Assigned task: Once you find the line containing "code execution engine." in the data below, copy it and each following line exactly, up to and including the line containing "# Architecture Overview", and nothing else.
[[ Data, beginning ]]
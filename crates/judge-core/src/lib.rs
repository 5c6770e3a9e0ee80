//! Sandboxed multi-language code execution engine.
//!
//! Submitted code runs inside long-lived, resource-capped, network-isolated
//! containers, one per (user, logical session, language). A small driver
//! harness inside the container loads the solution, feeds it the test cases
//! and reports a structured verdict back over stdout.
//!
//! # Architecture Overview
//!
//! - **Verdict/result model** (`core_types`): the closed verdict set and the
//!   result shapes returned to callers
//! - **Language profiles** (`languages`): fixed per-language image, files,
//!   command and resource ceilings
//! - **Harnesses** (`harness`): embedded driver sources and the artifacts
//!   written per execution
//! - **Sandbox runtime** (`executors`): container control behind a trait,
//!   implemented over Docker
//! - **Sessions** (`session`): container reuse, per-key locking, idle reaping
//! - **Orchestrator** (`orchestrator`): runs one execution end to end and
//!   always yields a verdict
//! - **Configuration** (`config`): YAML-backed settings with defaults

pub mod config;
pub mod core_types;
pub mod errors;
pub mod executors;
pub mod harness;
pub mod languages;
pub mod orchestrator;
pub mod protocol;
pub mod session;

pub use config::*;
pub use core_types::{
    ExecutionRequest, ExecutionResult, RunRequest, SubmitRequest, TestCase, TestCaseResult,
    Verdict,
};
pub use errors::{JudgeError, SandboxError};
pub use executors::{DockerRuntime, SandboxRuntime};
pub use languages::{all_profiles, profile_for, EntryPoint, LanguageProfile};
pub use orchestrator::{ExecutionSettings, JudgeService};
pub use session::{InMemorySessionStore, Session, SessionKey, SessionManager, SessionStore};

#[cfg(any(test, feature = "test-utils"))]
pub mod test_utils;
[[ Data, end ]]
Answer for the task:
//! Sandboxed multi-language code execution engine.
//!
//! Submitted code runs inside long-lived, resource-capped, network-isolated
//! containers, one per (user, logical session, language). A small driver
//! harness inside the container loads the solution, feeds it the test cases
//! and reports a structured verdict back over stdout.
//!
//! # Architecture Overview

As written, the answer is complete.